Manu looks like Manu again.

No, he’s not the same physically as he once was, but he looks comfortable again. His legs are underneath him, he has arch on his shot and he’s not forcing the issue so far. Ginobili was vintage against the Lakers. He put up 20 points in 27 minutes on 50 percent shooting (65.3 true-shooting percentage) and committed just one turnover. First of all, you love seeing those 27 effective minutes. It means he’s feeling good, especially seeing that he was just as effective late in the game as he was early. Prior to the season, we talked about Ginobili as the Spurs’ X-factor in the sense that if he returns to form, the Spurs will be even better than they were last year.

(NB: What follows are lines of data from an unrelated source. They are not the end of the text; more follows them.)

use thiserror::Error;

/// Errors raised while building an [`Alignment`](crate::Alignment).
#[derive(Debug, Error)]
pub enum MsaError {
    #[error("malformed alignment: row {row} has {found} columns, expected {expected}")]
    MalformedAlignment {
        row: usize,
        expected: usize,
        found: usize,
    },
    #[error("I/O error: {0}")]
    Io(#[from] std::io::Error),
}

/// Errors raised while rewriting structure files.
#[derive(Debug, Error)]
pub enum StructureError {
    #[error("unsupported format: {0}")]
    UnsupportedFormat(String),
    #[error("I/O error: {0}")]
    Io(#[from] std::io::Error),
}

#[derive(Debug, Error)]
pub enum StyleError {
    #[error("Color must be 'lDDT' (default), 'chain', or 'rainbow', got '{0}'")]
    UnknownColorScheme(String),
}
//! Job names
//!
//! Prediction jobs are named after their submission time, optionally followed
//! by a user suffix reduced to word characters.
use chrono::{DateTime, Utc};

const TIMESTAMP_FORMAT: &str = "%Y%m%dT%H%M%S";

/// Name a job submitted at `now`.
///
/// ```
/// use chrono::{TimeZone, Utc};
/// use ferritin_core::job::job_name;
/// let now = Utc.with_ymd_and_hms(2024, 3, 5, 7, 8, 9).unwrap();
/// assert_eq!(job_name(now, None), "20240305T070809");
/// assert_eq!(job_name(now, Some("my run")), "20240305T070809_my_run");
/// ```
pub fn job_name(now: DateTime<Utc>, suffix: Option<&str>) -> String {
    let stamp = now.format(TIMESTAMP_FORMAT).to_string();
    match suffix {
        Some(suffix) => format!("{}_{}", stamp, sanitize(suffix)),
        None => stamp,
    }
}

/// Replace every non-word character with `_`.
pub fn sanitize(suffix: &str) -> String {
    suffix
        .chars()
        .map(|c| if c.is_alphanumeric() || c == '_' { c } else { '_' })
        .collect()
}

#[cfg(test)]
mod tests {
    use super::*;
    use chrono::TimeZone;

    #[test]
    fn test_sanitize() {
        assert_eq!(sanitize("T1078-test"), "T1078_test");
        assert_eq!(sanitize("a.b/c d_e"), "a_b_c_d_e");
        assert_eq!(sanitize(""), "");
    }

    #[test]
    fn test_job_name() {
        let now = Utc.with_ymd_and_hms(2021, 12, 31, 23, 59, 1).unwrap();
        assert_eq!(job_name(now, None), "20211231T235901");
        assert_eq!(job_name(now, Some("x!y")), "20211231T235901_x_y");
    }
}
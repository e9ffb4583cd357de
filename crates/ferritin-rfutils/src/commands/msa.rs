use super::write_output;
use anyhow::{Context, Result};
use ferritin_core::{summarize_coverage, Coverage};
use ferritin_io::read_a3m_file;
use log::{info, warn};
use std::path::Path;

pub fn execute(input: &Path, output: Option<&Path>) -> Result<()> {
    info!("Reading alignment {:?}", input);
    let alignment =
        read_a3m_file(input).with_context(|| format!("failed to read alignment {:?}", input))?;

    match summarize_coverage(&alignment) {
        Coverage::Insufficient { distinct } => {
            let message = format!("Unable to display MSA of length {}", distinct);
            warn!("{}", message);
            write_output(output, &(message + "\n"))
        }
        Coverage::Summary(summary) => {
            let mut json = serde_json::to_string_pretty(&summary)?;
            json.push('\n');
            write_output(output, &json)
        }
    }
}
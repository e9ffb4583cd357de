//! ferritin-test-data
//!
//! A module to provide test files embedded in the crate for use in testing.
//! Small alignment and structure files are included in the crate distribution.
//!
//! The test files are represented as `TestFile` objects which package the raw
//! text and create temporary files for programs to operate on.
use std::fs;
use tempfile::{Builder, NamedTempFile};

#[derive(Debug)]
/// Test File
///
/// Example usage:
///
/// ```ignore
/// // returns (filepath, _tempfile_handle).
/// // _handle ensures the tempfile remains in scope
/// use ferritin_test_data::TestFile;
/// let (a3m_file, _temp) = TestFile::alignment_01().create_temp().unwrap();
/// let (pdb_file, _temp) = TestFile::structure_01().create_temp().unwrap();
///
/// ```
pub struct TestFile {
    contents: &'static str,
    suffix: &'static str,
}

impl TestFile {
    /// Query plus five hits: one duplicate, lowercase insertions, gaps and
    /// unknown residues. Five distinct sequences of 20 columns.
    pub fn alignment_01() -> Self {
        Self {
            contents: include_str!("../data/alignments/query_hits.a3m"),
            suffix: "a3m",
        }
    }
    /// Query and an identical copy.
    pub fn alignment_02() -> Self {
        Self {
            contents: include_str!("../data/alignments/single.a3m"),
            suffix: "a3m",
        }
    }
    /// Chains A and B with two residues each, plus REMARK, TER, HETATM and END records.
    pub fn structure_01() -> Self {
        Self {
            contents: include_str!("../data/structures/two_chains.pdb"),
            suffix: "pdb",
        }
    }
    /// Five residues numbered continuously on chain A, as written by the predictor
    /// for a 3 + 2 residue complex.
    pub fn structure_02() -> Self {
        Self {
            contents: include_str!("../data/structures/complex_single_chain.pdb"),
            suffix: "pdb",
        }
    }

    pub fn contents(&self) -> &'static str {
        self.contents
    }

    pub fn create_temp(&self) -> std::io::Result<(String, NamedTempFile)> {
        let temp = Builder::new()
            .suffix(&format!(".{}", self.suffix))
            .tempfile()?;

        fs::write(&temp, self.contents)?;
        let path = temp.path().to_string_lossy().into_owned();

        Ok((path, temp))
    }
}
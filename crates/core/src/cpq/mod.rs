pub mod aggregator;
pub mod coefficients;
pub mod goods_line;
pub mod intake;
pub mod line_store;
pub mod rate_table;
pub mod service_line;

use serde::{Deserialize, Serialize};
use tracing::{debug, info, warn};

use crate::domain::line_item::{EditOutcome, LineItem};
use crate::domain::quote::{PricedQuote, QuoteId, QuoteTotals, RequestSection, SkippedRow};
use crate::errors::PricingError;

use self::{
    aggregator::{AggregationPolicy, QuoteAggregator, TotalsEngine},
    coefficients::{CoefficientResolver, CoefficientSource, CoefficientTable},
    goods_line::GoodsLineBuilder,
    intake::{
        coerce_count, coerce_decimal, count_problem, goods_skip_reason, normalize_request,
        skipped, DraftEdit, QuoteRequest,
    },
    line_store::LineItemStore,
    rate_table::{RateSource, RateTable},
    service_line::ServiceLineBuilder,
};

/// Everything a quote is priced against. Supplied from configuration.
#[derive(Clone, Debug, PartialEq, Eq, Serialize, Deserialize)]
pub struct PricingPolicy {
    pub currency: String,
    pub aggregation: AggregationPolicy,
    pub rates: RateTable,
    pub coefficients: CoefficientTable,
}

impl Default for PricingPolicy {
    fn default() -> Self {
        Self {
            currency: "EUR".to_string(),
            aggregation: AggregationPolicy::default(),
            rates: RateTable::reference(),
            coefficients: CoefficientTable::default(),
        }
    }
}

/// One in-progress quote: its line items plus the rows that were left out.
#[derive(Clone, Debug)]
pub struct QuoteDraft {
    pub quote_id: QuoteId,
    pub store: LineItemStore,
    pub skipped_rows: Vec<SkippedRow>,
    pub edit_outcomes: Vec<EditOutcome>,
}

pub trait QuoteEngine: Send + Sync {
    fn open_draft(&self, request: &QuoteRequest) -> Result<QuoteDraft, PricingError>;

    fn totals(&self, lines: &[LineItem]) -> Result<QuoteTotals, PricingError>;

    fn currency(&self) -> &str;

    fn price_request(&self, request: &QuoteRequest) -> Result<PricedQuote, PricingError> {
        let mut draft = self.open_draft(request)?;
        for edit in &request.edits {
            let outcome = apply_edit(&mut draft.store, edit);
            draft.edit_outcomes.push(outcome);
        }
        self.finalize(draft)
    }

    fn finalize(&self, draft: QuoteDraft) -> Result<PricedQuote, PricingError> {
        let totals = self.totals(draft.store.items())?;
        info!(
            event_name = "pricing.quote.priced",
            quote_id = %draft.quote_id.0,
            line_count = draft.store.len(),
            skipped_rows = draft.skipped_rows.len(),
            final_price = %totals.final_price,
            "quote priced"
        );

        Ok(PricedQuote {
            quote_id: draft.quote_id,
            currency: self.currency().to_string(),
            lines: draft.store.into_items(),
            totals,
            skipped_rows: draft.skipped_rows,
            edit_outcomes: draft.edit_outcomes,
        })
    }
}

pub struct DeterministicQuoteEngine<R, C, T> {
    service_lines: ServiceLineBuilder<R, C>,
    goods_lines: GoodsLineBuilder,
    totals_engine: T,
    currency: String,
}

impl<R, C, T> DeterministicQuoteEngine<R, C, T> {
    pub fn new(
        service_lines: ServiceLineBuilder<R, C>,
        totals_engine: T,
        currency: impl Into<String>,
    ) -> Self {
        Self {
            service_lines,
            goods_lines: GoodsLineBuilder,
            totals_engine,
            currency: currency.into(),
        }
    }
}

impl DeterministicQuoteEngine<RateTable, CoefficientResolver, QuoteAggregator> {
    pub fn from_policy(policy: PricingPolicy) -> Self {
        Self::new(
            ServiceLineBuilder::new(policy.rates, CoefficientResolver::new(policy.coefficients)),
            QuoteAggregator::new(policy.aggregation),
            policy.currency,
        )
    }
}

impl Default for DeterministicQuoteEngine<RateTable, CoefficientResolver, QuoteAggregator> {
    fn default() -> Self {
        Self::from_policy(PricingPolicy::default())
    }
}

impl<R, C, T> QuoteEngine for DeterministicQuoteEngine<R, C, T>
where
    R: RateSource,
    C: CoefficientSource,
    T: TotalsEngine,
{
    fn open_draft(&self, request: &QuoteRequest) -> Result<QuoteDraft, PricingError> {
        let normalized = normalize_request(request)?;
        let mut skipped_rows = normalized.skipped_rows;
        let mut store = LineItemStore::new();

        for (index, spec) in &normalized.services {
            let line = self.service_lines.build(spec)?;
            debug!(
                event_name = "pricing.line.built",
                section = "services",
                row = index,
                total_price = %line.total_price,
                "service line built"
            );
            store.add(line);
        }

        for (index, item) in &normalized.goods {
            match self.goods_lines.build(item) {
                Some(line) => {
                    store.add(line);
                }
                None => {
                    let (code, message) = goods_skip_reason(item)
                        .unwrap_or(("INCOMPLETE_ROW", "goods row is incomplete"));
                    debug!(
                        event_name = "pricing.line.skipped",
                        section = "goods",
                        row = index,
                        code,
                        "goods row excluded from pricing"
                    );
                    skipped_rows.push(skipped(RequestSection::Goods, *index, code, message));
                }
            }
        }

        store.extend(normalized.custom);

        let quote_id = request
            .quote_id
            .as_deref()
            .map(str::trim)
            .filter(|id| !id.is_empty())
            .map(|id| QuoteId(id.to_string()))
            .unwrap_or_else(QuoteId::generate);

        Ok(QuoteDraft { quote_id, store, skipped_rows, edit_outcomes: Vec::new() })
    }

    fn totals(&self, lines: &[LineItem]) -> Result<QuoteTotals, PricingError> {
        self.totals_engine.totals(lines)
    }

    fn currency(&self) -> &str {
        &self.currency
    }
}

/// Applies one draft edit; `line` is the position in the store's current order.
pub fn apply_edit(store: &mut LineItemStore, edit: &DraftEdit) -> EditOutcome {
    let line = match edit {
        DraftEdit::Quantity { line, .. }
        | DraftEdit::UnitPrice { line, .. }
        | DraftEdit::Total { line, .. }
        | DraftEdit::Remove { line } => *line,
    };
    let Some(id) = store.id_at(line).cloned() else {
        warn!(event_name = "pricing.draft.edit_missing", line, "draft edit targets no line");
        return EditOutcome::Missing;
    };

    match edit {
        DraftEdit::Quantity { value, .. } => match count_problem(value) {
            Some((code, _)) => {
                warn!(
                    event_name = "pricing.draft.edit_rejected",
                    line,
                    code,
                    "quantity edit rejected"
                );
                EditOutcome::Rejected
            }
            None => store.update_quantity(&id, coerce_count(value)),
        },
        DraftEdit::UnitPrice { value, .. } => store.update_unit_price(&id, coerce_decimal(value)),
        DraftEdit::Total { value, .. } => store.update_total(&id, coerce_decimal(value)),
        DraftEdit::Remove { .. } => match store.remove(&id) {
            Some(_) => EditOutcome::Applied,
            None => EditOutcome::Missing,
        },
    }
}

It’s VERY early, but he looks good.

With all the talk about an aging core being supplemented by an improving supporting cast, it’s good to see the old guys lead the way again when the young fellas couldn’t hold the water, especially with Duncan out. The Spurs won’t play the Lakers every night, but it’s a good sign for the season. San Antonio will need better shooting from the rest of the roster, but there’s plenty of time to get back into rhythm.

Or, as Parker says, “riddim.” Tony, for one, was definitely in “riddim.”


  • NYC

    Terrific news! Ginobili (or as Marv Albert used to call him on my 2K game from the 90s, Gee-no-BEE-lee) was forcing the issue most of last season, and Diaw wouldn’t shoot the damn ball if the shot clock depended on it. If we can just get those two to rub off on each other, we would have two more-balanced players. If Diaw makes himself even half a scoring threat, it’s as though we have acquired a new PF over the summer.

    Also, great to hear Parker is still performing at a high level despite playing all summer. I worry we will burn this kid out. As much as I love Timmy and Manu, Parker’s the driving force behind this team now, and if he goes down, we are le f**ked, pardon my French.

  • Tristan Eugene

    Awesome piece Matthew Tynan!! Always love to read a good Spurs article. I just hope and yes, pray, that no more injuries happen for Duncan or well the “Big 3″ for that matter, every ones health is key to this team. I feel that everyone has a big role on this team. The pieces gotta be their to fit. GoSpursGo

  • ThatBigGuy

    Kawhi’s averaging 14.5 and 9. What are the chances he ends up averaging a double-double for the season? As far as ESPN is concerned, only 2 SF’s since 99-00 have averaged a point/rebound double-double for a season: Shawn Marion (3 times) and Gerald Wallace (once).

    Danny Green’s complete inability to finish on fast breaks is so perplexing that it’s actually funny. I hope he finds his 3-ball stroke soon, because his D isn’t good enough to overcome 1-6 shooting and bricked dunks.